Knowing the best locomotives were made in England, Robert Stevens ordered one from Robert Stevenson & Company of New Castle for the Camden and Amboy Railroad which ran across central New Jersey. The "John Bull," named later for the mythical gentleman who symbolized England, was the result.
The locomotive was built as a standard 0-4-0 Planet class. Never seeing a locomotive before, Isaac Dripps, a young steamboat mechanic, assembled the engine from the parts that arrived in New Jersey in September 1831. It was tested that same month.
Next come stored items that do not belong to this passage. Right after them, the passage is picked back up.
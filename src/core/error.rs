//! Error types for the analyzer

use crate::core::domain::Domain;
use std::path::PathBuf;
use thiserror::Error;

/// Result type alias using the analyzer's Error
pub type Result<T> = std::result::Result<T, Error>;

/// Analyzer error types
///
/// Single-file parse failures are not errors; they surface as
/// [`IndexWarning`](crate::index::IndexWarning) entries on the index.
#[derive(Error, Debug)]
pub enum Error {
    #[error("Scope resolution error: {message}")]
    ScopeResolution { message: String },

    #[error("Source root not readable: {path}: {message}")]
    RootUnreadable { path: PathBuf, message: String },

    #[error("Index error: {message}")]
    IndexError { message: String },

    #[error("Not found: {name}")]
    NotFound { name: String },

    #[error("Live service call {operation} failed ({domain}): {cause}")]
    ExternalService {
        domain: Domain,
        operation: String,
        cause: String,
    },

    #[error("Live service is not configured ({domain}); set UE_PLUGIN_HOST to enable it")]
    ServiceNotConfigured { domain: Domain },

    #[error("Invalid query: {message}")]
    InvalidQuery { message: String },

    #[error("Configuration error: {message}")]
    ConfigError { message: String },

    #[error("IO error: {0}")]
    Io(#[from] std::io::Error),

    #[error("JSON error: {0}")]
    Json(#[from] serde_json::Error),

    #[error("TOML parse error: {0}")]
    TomlParse(#[from] toml::de::Error),
}

impl Error {
    /// The domain a failure is attributable to, if any
    pub fn domain(&self) -> Option<Domain> {
        match self {
            Error::ExternalService { domain, .. } | Error::ServiceNotConfigured { domain } => {
                Some(*domain)
            }
            _ => None,
        }
    }

    pub fn external(domain: Domain, operation: impl Into<String>, cause: impl ToString) -> Self {
        Error::ExternalService {
            domain,
            operation: operation.into(),
            cause: cause.to_string(),
        }
    }
}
The locomotive proved vulnerable to derailment. Dripps installed an extra pair of wheels, carried in a frame out front. Stevens called them "guide wheels"; they helped to steer the locomotive in curves and over uneven rails. The innovation worked so well that the Camden and Amboy bought 15 American copies of "John Bull" with the added wheels. By the end of the 1830s, American manufacturers were building locomotives and exporting to Russia and other countries that had vast terrain much like America.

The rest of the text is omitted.